* _The problem_: Which of the lines below hold "lists"? Please return each one.
● ● ● ●
use std::collections::{HashMap, HashSet};
use std::fmt;
use std::marker::PhantomData;
use std::sync::Arc;

use serde::de::DeserializeOwned;

use crate::config::model::{ActivatorDefinition, ListDefinition, RegistryDefinition, WiringConfig};
use crate::integration::dispatcher::{HandlerId, SharedMessageDispatcher};
use crate::integration::error::IntegrationError;
use crate::integration::handler::{MessageHandler, PluginRegistryAwareMessageHandler, validate_delimiter_pointer};
use crate::integration::methods::ServiceMethods;
use crate::kernel::component::Exclusions;
use crate::kernel::context::ApplicationContext;
use crate::kernel::error::{ComponentError, Error, Result};
use crate::plugin_system::traits::Plugin;
use crate::support::bean_list::BeanListFactory;
use crate::support::registry_factory::{FactoryDescriptor, PluginRegistryFactory};

/// Type-erased constructor for the beans of one declared plugin type
trait DeclaredPluginType: Send + Sync {
    fn register_registry(
        &self,
        definition: &RegistryDefinition,
        bean_name: &str,
        context: &Arc<ApplicationContext>,
    ) -> Result<()>;

    fn register_list(&self, definition: &ListDefinition, bean_name: &str, context: &Arc<ApplicationContext>) -> Result<()>;

    fn build_activator(
        &self,
        definition: &ActivatorDefinition,
        context: &Arc<ApplicationContext>,
    ) -> Result<Box<dyn MessageHandler>>;

    /// Check an activator against the declared service methods without
    /// building it
    fn validate_activator(&self, definition: &ActivatorDefinition) -> Result<()>;

    fn method_names(&self) -> Vec<String>;
}

struct TypedDeclaration<P: ?Sized, S: ?Sized> {
    name: String,
    methods: ServiceMethods<P>,
    _delimiter: PhantomData<fn(&S)>,
}

impl<P, S> DeclaredPluginType for TypedDeclaration<P, S>
where
    P: Plugin<S> + ?Sized + 'static,
    S: ?Sized + ToOwned + 'static,
    S::Owned: DeserializeOwned,
{
    fn register_registry(
        &self,
        definition: &RegistryDefinition,
        bean_name: &str,
        context: &Arc<ApplicationContext>,
    ) -> Result<()> {
        let exclusions = Exclusions::from_type_names(definition.exclusions.iter().cloned());
        let factory = Arc::new(
            PluginRegistryFactory::<P, S>::from_context(context, exclusions)
                .with_order(definition.order)
                .with_plugin_type(self.name.clone()),
        );

        context.with_components_mut(|components| {
            components
                .register(bean_name, Arc::clone(&factory))?
                .provides(|it| -> Arc<dyn FactoryDescriptor> { it });
            Ok(())
        })?;
        context.add_listener(factory)
    }

    fn register_list(&self, definition: &ListDefinition, bean_name: &str, context: &Arc<ApplicationContext>) -> Result<()> {
        let exclusions = Exclusions::from_type_names(definition.exclusions.iter().cloned());
        let factory =
            Arc::new(BeanListFactory::<P, S>::from_context(context, exclusions).with_plugin_type(self.name.clone()));

        context.with_components_mut(|components| {
            components
                .register(bean_name, Arc::clone(&factory))?
                .provides(|it| -> Arc<dyn FactoryDescriptor> { it });
            Ok(())
        })?;
        context.add_listener(factory)
    }

    fn build_activator(
        &self,
        definition: &ActivatorDefinition,
        context: &Arc<ApplicationContext>,
    ) -> Result<Box<dyn MessageHandler>> {
        let factory = context.get::<PluginRegistryFactory<P, S>>(&definition.registry)?;
        let mut handler = PluginRegistryAwareMessageHandler::new(factory, &self.methods, definition.method.clone())?
            .with_lookup(definition.lookup);
        if let Some(pointer) = &definition.delimiter {
            handler = handler.with_delimiter_pointer(pointer.clone())?;
        }
        Ok(Box::new(handler))
    }

    fn validate_activator(&self, definition: &ActivatorDefinition) -> Result<()> {
        if !self.methods.contains(&definition.method) {
            return Err(IntegrationError::NoApplicableMethod {
                method: definition.method.clone(),
                plugin_type: self.name.clone(),
            }
            .into());
        }
        match &definition.delimiter {
            Some(pointer) => validate_delimiter_pointer(pointer),
            None => Ok(()),
        }
    }

    fn method_names(&self) -> Vec<String> {
        self.methods.names()
    }
}

/// The plugin types a wiring file may refer to, by name.
///
/// Rust cannot look a type up by its name at runtime, so the host declares
/// every plugin type (and the service methods activators may call on it)
/// up front.
#[derive(Default)]
pub struct PluginTypeTable {
    types: HashMap<String, Box<dyn DeclaredPluginType>>,
}

impl PluginTypeTable {
    pub fn new() -> Self {
        Self::default()
    }

    /// Declare a plugin type without service methods
    pub fn declare<P, S>(&mut self, name: impl Into<String>) -> Result<()>
    where
        P: Plugin<S> + ?Sized + 'static,
        S: ?Sized + ToOwned + 'static,
        S::Owned: DeserializeOwned,
    {
        self.declare_with_methods::<P, S>(name, ServiceMethods::new())
    }

    pub fn declare_with_methods<P, S>(&mut self, name: impl Into<String>, methods: ServiceMethods<P>) -> Result<()>
    where
        P: Plugin<S> + ?Sized + 'static,
        S: ?Sized + ToOwned + 'static,
        S::Owned: DeserializeOwned,
    {
        let name = name.into();
        if name.trim().is_empty() {
            return Err(Error::precondition("Plugin type name must not be blank"));
        }
        if self.types.contains_key(&name) {
            return Err(Error::precondition(format!("Plugin type '{}' is already declared", name)));
        }

        let declaration = TypedDeclaration::<P, S> {
            name: name.clone(),
            methods,
            _delimiter: PhantomData,
        };
        self.types.insert(name, Box::new(declaration));
        Ok(())
    }

    pub fn contains(&self, name: &str) -> bool {
        self.types.contains_key(name)
    }

    /// Declared type names, sorted
    pub fn names(&self) -> Vec<String> {
        let mut names: Vec<String> = self.types.keys().cloned().collect();
        names.sort();
        names
    }

    /// Service methods declared for a type, sorted
    pub fn method_names(&self, name: &str) -> Option<Vec<String>> {
        self.types.get(name).map(|declared| declared.method_names())
    }

    fn lookup(&self, name: &str) -> Result<&dyn DeclaredPluginType> {
        self.types
            .get(name)
            .map(|declared| declared.as_ref())
            .ok_or_else(|| Error::precondition(format!("Unknown plugin type '{}'", name)))
    }
}

impl fmt::Debug for PluginTypeTable {
    fn fmt(&self, f: &mut fmt::Formatter<'_>) -> fmt::Result {
        f.debug_struct("PluginTypeTable")
            .field("types", &self.names())
            .finish()
    }
}

/// What [`PluginRegistriesRegistrar::apply`] created
#[derive(Debug, Clone, Default, PartialEq, Eq)]
pub struct AppliedWiring {
    /// Registry bean names, in definition order
    pub registries: Vec<String>,
    /// List bean names, in definition order
    pub lists: Vec<String>,
    /// Channel and handler id of every activator
    pub activators: Vec<(String, HandlerId)>,
}

/// Turns a [`WiringConfig`] into registry and list factories inside an
/// [`ApplicationContext`], plus message handlers on a dispatcher.
#[derive(Debug, Clone, Copy, Default)]
pub struct PluginRegistriesRegistrar;

impl PluginRegistriesRegistrar {
    /// Apply every definition of `config`.
    ///
    /// The whole file is checked first: plugin types, bean names (blank,
    /// repeated or already taken in the context), activator registries,
    /// methods and delimiter pointers. Nothing is registered unless every
    /// definition is valid. Registries and lists are registered before
    /// activators, so activators may refer to any registry of the same file.
    pub async fn apply(
        config: &WiringConfig,
        table: &PluginTypeTable,
        context: &Arc<ApplicationContext>,
        dispatcher: &SharedMessageDispatcher,
    ) -> Result<AppliedWiring> {
        let plan = WiringPlan::check(config, table, context)?;
        let mut applied = AppliedWiring::default();

        for (definition, bean_name, declared) in plan.registries {
            declared.register_registry(definition, &bean_name, context)?;
            log::info!(
                "Registered {} plugin registry '{}' ({:?})",
                definition.plugin_type,
                bean_name,
                definition.order
            );
            applied.registries.push(bean_name);
        }

        for (definition, bean_name, declared) in plan.lists {
            declared.register_list(definition, &bean_name, context)?;
            log::info!("Registered {} plugin list '{}'", definition.plugin_type, bean_name);
            applied.lists.push(bean_name);
        }

        for (definition, declared) in plan.activators {
            let handler = declared.build_activator(definition, context)?;
            let id = dispatcher.register_handler(definition.channel.clone(), handler).await?;
            log::info!(
                "Routing channel '{}' to '{}' on registry '{}' (lookup {:?})",
                definition.channel,
                definition.method,
                definition.registry,
                definition.lookup
            );
            applied.activators.push((definition.channel.clone(), id));
        }

        Ok(applied)
    }
}

/// A wiring file resolved against the type table and checked against the
/// context, ready to be registered
struct WiringPlan<'a> {
    registries: Vec<(&'a RegistryDefinition, String, &'a dyn DeclaredPluginType)>,
    lists: Vec<(&'a ListDefinition, String, &'a dyn DeclaredPluginType)>,
    activators: Vec<(&'a ActivatorDefinition, &'a dyn DeclaredPluginType)>,
}

impl<'a> WiringPlan<'a> {
    fn check(config: &'a WiringConfig, table: &'a PluginTypeTable, context: &ApplicationContext) -> Result<Self> {
        let existing = context.component_names()?;
        let mut taken: HashSet<String> = existing.into_iter().collect();
        let mut claim = |bean_name: &str| -> Result<()> {
            if !taken.insert(bean_name.to_string()) {
                return Err(ComponentError::DuplicateName {
                    name: bean_name.to_string(),
                }
                .into());
            }
            Ok(())
        };

        let mut plan = WiringPlan {
            registries: Vec::new(),
            lists: Vec::new(),
            activators: Vec::new(),
        };
        // registry bean name -> declared plugin type
        let mut registry_types: HashMap<String, &'a dyn DeclaredPluginType> = HashMap::new();

        for definition in &config.registries {
            let declared = table.lookup(&definition.plugin_type)?;
            let bean_name = registry_bean_name(definition)?;
            claim(&bean_name)?;
            registry_types.insert(bean_name.clone(), declared);
            plan.registries.push((definition, bean_name, declared));
        }

        for definition in &config.lists {
            let declared = table.lookup(&definition.plugin_type)?;
            let bean_name = list_bean_name(definition)?;
            claim(&bean_name)?;
            plan.lists.push((definition, bean_name, declared));
        }

        for definition in &config.activators {
            if definition.channel.trim().is_empty() || definition.method.trim().is_empty() {
                return Err(Error::precondition("Activator channel and method must not be blank"));
            }
            let declared = registry_types.get(&definition.registry).copied().ok_or_else(|| {
                Error::precondition(format!(
                    "Activator on '{}' refers to unknown registry '{}'",
                    definition.channel, definition.registry
                ))
            })?;
            declared.validate_activator(definition)?;
            plan.activators.push((definition, declared));
        }

        Ok(plan)
    }
}

/// Explicit name, then qualifier, then `<pluginType>Registry`
pub fn registry_bean_name(definition: &RegistryDefinition) -> Result<String> {
    let explicit = definition.name.as_deref().or(definition.qualifier.as_deref());
    bean_name(explicit, &definition.plugin_type, "Registry")
}

/// Explicit name, then `<pluginType>List`
pub fn list_bean_name(definition: &ListDefinition) -> Result<String> {
    bean_name(definition.name.as_deref(), &definition.plugin_type, "List")
}

fn bean_name(explicit: Option<&str>, plugin_type: &str, suffix: &str) -> Result<String> {
    if plugin_type.trim().is_empty() {
        return Err(Error::precondition("Plugin type name must not be blank"));
    }
    match explicit {
        Some(name) if name.trim().is_empty() => Err(Error::precondition(format!(
            "Bean name for {} {} must not be blank",
            plugin_type,
            suffix.to_lowercase()
        ))),
        Some(name) => Ok(name.to_string()),
        None => Ok(uncapitalize(&format!("{}{}", plugin_type, suffix))),
    }
}

/// Lowercase the first character
pub fn uncapitalize(name: &str) -> String {
    let mut chars = name.chars();
    match chars.next() {
        Some(first) => first.to_lowercase().chain(chars).collect(),
        None => String::new(),
    }
}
● ● ● ●
* _Your solution_:
    pub lists: Vec<String>,
    /// definition is valid. Registries and lists are registered before
        for (definition, bean_name, declared) in plan.lists {
            applied.lists.push(bean_name);
    lists: Vec<(&'a ListDefinition, String, &'a dyn DeclaredPluginType)>,
            lists: Vec::new(),
        for definition in &config.lists {
            plan.lists.push((definition, bean_name, declared));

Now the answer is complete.